• [REQUIREMENT]: Report, from the records below, every line where the word "stdout" appears.

• [Saved entries]:
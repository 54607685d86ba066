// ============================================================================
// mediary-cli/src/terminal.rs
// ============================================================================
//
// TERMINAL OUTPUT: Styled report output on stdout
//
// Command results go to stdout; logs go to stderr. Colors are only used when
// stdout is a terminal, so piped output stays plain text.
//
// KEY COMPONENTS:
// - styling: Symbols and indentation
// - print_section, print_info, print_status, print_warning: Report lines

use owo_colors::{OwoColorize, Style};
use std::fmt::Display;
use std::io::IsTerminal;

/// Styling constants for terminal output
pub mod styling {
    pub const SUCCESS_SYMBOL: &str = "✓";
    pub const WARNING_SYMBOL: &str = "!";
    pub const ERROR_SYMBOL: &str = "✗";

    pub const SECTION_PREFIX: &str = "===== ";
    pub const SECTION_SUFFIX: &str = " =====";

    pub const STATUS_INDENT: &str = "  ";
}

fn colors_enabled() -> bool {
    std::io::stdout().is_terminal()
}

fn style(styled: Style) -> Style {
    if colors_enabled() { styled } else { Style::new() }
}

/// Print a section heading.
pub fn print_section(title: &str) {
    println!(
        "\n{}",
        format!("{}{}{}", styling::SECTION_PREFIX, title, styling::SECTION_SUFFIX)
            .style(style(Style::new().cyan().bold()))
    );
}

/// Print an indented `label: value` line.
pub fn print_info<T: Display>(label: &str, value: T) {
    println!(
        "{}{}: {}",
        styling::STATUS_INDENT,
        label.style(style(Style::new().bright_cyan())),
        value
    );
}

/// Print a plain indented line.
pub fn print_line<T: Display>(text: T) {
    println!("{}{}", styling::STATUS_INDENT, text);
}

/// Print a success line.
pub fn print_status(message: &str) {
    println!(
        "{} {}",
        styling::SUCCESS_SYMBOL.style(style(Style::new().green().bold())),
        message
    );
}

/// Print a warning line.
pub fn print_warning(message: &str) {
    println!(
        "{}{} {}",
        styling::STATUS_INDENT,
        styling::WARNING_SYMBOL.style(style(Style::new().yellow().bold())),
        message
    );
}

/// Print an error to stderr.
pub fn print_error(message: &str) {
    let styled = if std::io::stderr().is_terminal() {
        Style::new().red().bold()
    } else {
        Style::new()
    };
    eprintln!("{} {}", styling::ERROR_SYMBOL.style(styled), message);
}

---

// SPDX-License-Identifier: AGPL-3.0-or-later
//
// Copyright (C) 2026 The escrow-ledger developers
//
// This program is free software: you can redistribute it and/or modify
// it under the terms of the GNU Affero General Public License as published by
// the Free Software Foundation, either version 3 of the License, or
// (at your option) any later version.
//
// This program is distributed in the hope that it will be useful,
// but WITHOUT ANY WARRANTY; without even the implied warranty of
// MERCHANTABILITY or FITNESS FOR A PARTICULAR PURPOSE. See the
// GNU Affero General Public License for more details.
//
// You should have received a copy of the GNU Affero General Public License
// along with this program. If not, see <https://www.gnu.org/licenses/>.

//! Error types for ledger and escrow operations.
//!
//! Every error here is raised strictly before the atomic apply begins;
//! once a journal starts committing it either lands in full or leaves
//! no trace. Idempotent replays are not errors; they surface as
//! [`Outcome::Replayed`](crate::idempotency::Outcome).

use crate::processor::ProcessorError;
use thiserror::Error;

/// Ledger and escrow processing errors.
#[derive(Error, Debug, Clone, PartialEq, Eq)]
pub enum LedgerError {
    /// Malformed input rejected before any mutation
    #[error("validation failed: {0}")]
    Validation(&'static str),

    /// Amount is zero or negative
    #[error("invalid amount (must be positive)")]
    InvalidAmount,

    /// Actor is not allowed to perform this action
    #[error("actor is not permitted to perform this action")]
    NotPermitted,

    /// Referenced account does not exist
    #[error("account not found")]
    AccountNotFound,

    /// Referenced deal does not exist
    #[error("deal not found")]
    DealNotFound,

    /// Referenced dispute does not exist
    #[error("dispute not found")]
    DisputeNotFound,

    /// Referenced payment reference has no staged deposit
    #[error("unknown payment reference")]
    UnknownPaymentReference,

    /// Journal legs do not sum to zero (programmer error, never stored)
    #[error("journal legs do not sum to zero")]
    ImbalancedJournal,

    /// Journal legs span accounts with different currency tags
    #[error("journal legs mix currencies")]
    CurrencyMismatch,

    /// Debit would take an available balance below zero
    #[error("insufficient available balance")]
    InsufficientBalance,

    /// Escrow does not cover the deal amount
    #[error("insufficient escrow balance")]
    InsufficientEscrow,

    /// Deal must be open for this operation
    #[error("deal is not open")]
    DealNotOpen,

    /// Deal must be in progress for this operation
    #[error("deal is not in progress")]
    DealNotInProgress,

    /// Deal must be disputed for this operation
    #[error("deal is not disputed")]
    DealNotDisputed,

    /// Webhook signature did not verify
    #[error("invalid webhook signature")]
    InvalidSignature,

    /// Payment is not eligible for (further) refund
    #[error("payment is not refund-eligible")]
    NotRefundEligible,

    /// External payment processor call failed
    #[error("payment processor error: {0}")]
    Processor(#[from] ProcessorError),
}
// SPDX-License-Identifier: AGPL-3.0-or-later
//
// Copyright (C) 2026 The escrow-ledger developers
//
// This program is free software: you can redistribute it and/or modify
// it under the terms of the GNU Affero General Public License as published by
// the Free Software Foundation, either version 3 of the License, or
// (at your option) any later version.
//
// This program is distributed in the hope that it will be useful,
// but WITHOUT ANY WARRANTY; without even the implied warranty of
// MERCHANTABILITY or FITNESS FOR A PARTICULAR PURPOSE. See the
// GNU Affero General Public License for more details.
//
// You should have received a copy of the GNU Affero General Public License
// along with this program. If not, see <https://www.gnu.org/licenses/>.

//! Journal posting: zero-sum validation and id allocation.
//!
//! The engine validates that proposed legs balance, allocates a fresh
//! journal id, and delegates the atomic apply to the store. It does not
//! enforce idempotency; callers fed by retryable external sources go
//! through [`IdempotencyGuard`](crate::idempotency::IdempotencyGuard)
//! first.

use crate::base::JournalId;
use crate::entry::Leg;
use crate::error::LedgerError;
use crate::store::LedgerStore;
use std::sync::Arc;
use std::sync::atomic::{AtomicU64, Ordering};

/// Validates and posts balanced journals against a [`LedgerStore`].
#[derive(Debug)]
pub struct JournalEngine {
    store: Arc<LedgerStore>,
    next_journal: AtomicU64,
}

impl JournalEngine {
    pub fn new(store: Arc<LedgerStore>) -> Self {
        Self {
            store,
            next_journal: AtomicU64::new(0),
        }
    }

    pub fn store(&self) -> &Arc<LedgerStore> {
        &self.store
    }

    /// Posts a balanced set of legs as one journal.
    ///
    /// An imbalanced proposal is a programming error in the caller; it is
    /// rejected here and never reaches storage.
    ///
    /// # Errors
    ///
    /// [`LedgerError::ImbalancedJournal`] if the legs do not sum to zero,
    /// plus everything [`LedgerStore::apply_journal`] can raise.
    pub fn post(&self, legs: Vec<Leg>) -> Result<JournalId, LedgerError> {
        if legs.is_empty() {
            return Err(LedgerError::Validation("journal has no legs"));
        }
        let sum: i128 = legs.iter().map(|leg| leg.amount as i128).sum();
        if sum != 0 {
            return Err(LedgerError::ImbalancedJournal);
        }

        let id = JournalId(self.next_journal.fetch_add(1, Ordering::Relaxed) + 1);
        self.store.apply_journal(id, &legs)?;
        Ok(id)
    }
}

--

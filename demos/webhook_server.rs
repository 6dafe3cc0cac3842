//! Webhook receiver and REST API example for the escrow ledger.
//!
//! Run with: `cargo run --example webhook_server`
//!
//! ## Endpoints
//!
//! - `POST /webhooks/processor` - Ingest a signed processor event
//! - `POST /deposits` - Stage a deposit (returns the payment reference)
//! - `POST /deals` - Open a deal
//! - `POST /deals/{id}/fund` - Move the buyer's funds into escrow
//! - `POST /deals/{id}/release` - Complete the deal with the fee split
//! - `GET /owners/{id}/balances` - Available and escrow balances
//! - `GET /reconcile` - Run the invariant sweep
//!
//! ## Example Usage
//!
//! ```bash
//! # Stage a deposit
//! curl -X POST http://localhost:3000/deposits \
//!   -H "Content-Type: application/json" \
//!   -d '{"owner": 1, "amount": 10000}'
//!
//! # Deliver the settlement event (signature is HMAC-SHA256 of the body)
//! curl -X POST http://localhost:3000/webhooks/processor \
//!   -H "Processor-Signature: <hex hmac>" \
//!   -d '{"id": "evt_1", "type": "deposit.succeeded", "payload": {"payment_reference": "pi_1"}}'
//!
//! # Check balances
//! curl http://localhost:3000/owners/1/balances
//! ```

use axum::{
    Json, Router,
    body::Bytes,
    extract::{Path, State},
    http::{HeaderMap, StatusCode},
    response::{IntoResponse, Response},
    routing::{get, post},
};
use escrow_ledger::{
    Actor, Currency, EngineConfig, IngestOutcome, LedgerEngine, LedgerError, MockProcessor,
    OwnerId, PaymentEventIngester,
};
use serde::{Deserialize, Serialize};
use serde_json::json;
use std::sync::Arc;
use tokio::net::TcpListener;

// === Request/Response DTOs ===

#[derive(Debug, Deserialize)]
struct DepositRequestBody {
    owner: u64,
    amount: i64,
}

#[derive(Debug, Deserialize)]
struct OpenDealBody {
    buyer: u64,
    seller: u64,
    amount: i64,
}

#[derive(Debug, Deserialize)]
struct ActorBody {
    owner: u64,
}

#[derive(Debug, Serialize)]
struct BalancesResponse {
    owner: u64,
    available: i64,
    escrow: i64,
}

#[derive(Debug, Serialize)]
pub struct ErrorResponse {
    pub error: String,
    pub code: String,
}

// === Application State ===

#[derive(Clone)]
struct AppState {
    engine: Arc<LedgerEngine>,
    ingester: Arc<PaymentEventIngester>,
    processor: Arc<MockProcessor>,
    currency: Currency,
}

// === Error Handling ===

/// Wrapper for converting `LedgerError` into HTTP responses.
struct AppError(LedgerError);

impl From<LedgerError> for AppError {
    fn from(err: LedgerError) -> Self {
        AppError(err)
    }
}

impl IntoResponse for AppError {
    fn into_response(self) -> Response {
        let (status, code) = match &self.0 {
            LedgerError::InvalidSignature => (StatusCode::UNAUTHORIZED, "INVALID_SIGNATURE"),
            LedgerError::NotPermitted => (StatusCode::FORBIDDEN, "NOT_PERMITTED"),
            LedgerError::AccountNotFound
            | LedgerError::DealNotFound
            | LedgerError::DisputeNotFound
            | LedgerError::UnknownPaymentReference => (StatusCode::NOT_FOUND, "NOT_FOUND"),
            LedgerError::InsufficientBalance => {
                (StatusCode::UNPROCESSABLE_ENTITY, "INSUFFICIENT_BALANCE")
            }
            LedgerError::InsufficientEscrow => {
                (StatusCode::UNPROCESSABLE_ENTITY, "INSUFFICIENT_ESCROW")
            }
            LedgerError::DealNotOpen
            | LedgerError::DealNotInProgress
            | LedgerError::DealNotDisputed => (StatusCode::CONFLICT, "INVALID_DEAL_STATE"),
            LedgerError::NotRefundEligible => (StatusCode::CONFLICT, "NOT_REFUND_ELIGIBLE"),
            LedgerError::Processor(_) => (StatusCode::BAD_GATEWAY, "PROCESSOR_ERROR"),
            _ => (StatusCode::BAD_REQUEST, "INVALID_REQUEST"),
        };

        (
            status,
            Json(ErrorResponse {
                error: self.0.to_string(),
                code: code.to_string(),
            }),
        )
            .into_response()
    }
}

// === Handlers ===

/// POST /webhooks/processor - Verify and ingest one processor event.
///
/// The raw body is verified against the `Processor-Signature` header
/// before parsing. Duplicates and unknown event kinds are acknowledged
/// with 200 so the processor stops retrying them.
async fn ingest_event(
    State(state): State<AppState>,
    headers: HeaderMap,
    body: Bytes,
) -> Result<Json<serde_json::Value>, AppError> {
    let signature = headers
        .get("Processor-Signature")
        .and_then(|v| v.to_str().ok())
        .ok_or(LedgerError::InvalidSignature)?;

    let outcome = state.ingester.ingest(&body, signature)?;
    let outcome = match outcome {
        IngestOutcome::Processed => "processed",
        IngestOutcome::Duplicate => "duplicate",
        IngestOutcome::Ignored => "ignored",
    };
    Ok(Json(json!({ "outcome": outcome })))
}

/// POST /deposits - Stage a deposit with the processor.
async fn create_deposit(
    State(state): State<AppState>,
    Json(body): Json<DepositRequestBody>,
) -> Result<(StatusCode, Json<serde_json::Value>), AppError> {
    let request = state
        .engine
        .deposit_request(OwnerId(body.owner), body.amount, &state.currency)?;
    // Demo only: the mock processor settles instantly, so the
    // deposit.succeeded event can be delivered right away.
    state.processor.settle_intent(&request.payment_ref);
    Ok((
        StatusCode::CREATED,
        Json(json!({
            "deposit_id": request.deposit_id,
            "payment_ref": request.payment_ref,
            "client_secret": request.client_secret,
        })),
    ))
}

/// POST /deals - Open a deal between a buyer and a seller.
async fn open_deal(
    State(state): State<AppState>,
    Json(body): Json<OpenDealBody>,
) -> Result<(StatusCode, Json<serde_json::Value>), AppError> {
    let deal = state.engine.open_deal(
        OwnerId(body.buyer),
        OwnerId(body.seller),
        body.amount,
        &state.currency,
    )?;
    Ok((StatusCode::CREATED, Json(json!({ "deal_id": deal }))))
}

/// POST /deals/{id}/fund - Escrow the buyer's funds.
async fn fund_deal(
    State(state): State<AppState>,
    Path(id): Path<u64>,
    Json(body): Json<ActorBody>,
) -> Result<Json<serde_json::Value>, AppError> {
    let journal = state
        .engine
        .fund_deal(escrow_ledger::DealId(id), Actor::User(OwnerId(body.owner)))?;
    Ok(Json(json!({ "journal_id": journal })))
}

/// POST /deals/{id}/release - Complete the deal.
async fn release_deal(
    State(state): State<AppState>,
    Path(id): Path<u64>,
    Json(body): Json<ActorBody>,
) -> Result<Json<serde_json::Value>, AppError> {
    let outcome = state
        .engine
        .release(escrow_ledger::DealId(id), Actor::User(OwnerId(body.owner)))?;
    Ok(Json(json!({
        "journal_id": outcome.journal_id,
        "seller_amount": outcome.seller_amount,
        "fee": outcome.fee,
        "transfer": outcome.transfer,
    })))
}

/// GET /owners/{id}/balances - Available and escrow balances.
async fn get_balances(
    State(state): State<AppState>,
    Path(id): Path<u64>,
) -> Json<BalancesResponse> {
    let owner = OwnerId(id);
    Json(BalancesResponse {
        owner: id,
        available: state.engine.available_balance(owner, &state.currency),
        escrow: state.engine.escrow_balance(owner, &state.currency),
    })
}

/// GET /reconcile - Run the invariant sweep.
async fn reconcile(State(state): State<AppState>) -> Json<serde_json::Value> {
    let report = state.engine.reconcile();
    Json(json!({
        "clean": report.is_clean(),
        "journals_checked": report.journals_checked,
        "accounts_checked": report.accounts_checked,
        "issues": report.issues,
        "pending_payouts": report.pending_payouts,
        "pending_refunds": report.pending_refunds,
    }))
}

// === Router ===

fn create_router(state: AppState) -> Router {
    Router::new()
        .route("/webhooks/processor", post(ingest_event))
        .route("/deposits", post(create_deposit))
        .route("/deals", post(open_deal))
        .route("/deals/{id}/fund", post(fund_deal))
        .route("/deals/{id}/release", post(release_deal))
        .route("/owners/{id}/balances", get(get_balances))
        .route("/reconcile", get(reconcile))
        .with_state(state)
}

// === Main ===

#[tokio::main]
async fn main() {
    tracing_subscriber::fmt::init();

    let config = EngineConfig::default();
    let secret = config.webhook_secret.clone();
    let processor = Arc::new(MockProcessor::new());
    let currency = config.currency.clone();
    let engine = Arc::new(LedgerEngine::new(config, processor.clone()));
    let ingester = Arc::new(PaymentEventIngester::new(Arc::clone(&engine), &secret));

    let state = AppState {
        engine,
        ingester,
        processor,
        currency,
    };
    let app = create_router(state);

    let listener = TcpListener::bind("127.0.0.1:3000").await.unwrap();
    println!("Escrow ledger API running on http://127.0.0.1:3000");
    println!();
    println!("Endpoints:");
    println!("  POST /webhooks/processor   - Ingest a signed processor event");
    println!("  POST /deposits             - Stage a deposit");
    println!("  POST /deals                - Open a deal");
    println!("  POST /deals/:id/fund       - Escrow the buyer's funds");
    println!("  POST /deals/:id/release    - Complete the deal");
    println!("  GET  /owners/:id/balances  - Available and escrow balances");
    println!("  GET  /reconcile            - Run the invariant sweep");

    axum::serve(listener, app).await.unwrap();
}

• [ANSWER FOR THE TASK]:
// TERMINAL OUTPUT: Styled report output on stdout
// Command results go to stdout; logs go to stderr. Colors are only used when
// stdout is a terminal, so piped output stays plain text.
    std::io::stdout().is_terminal()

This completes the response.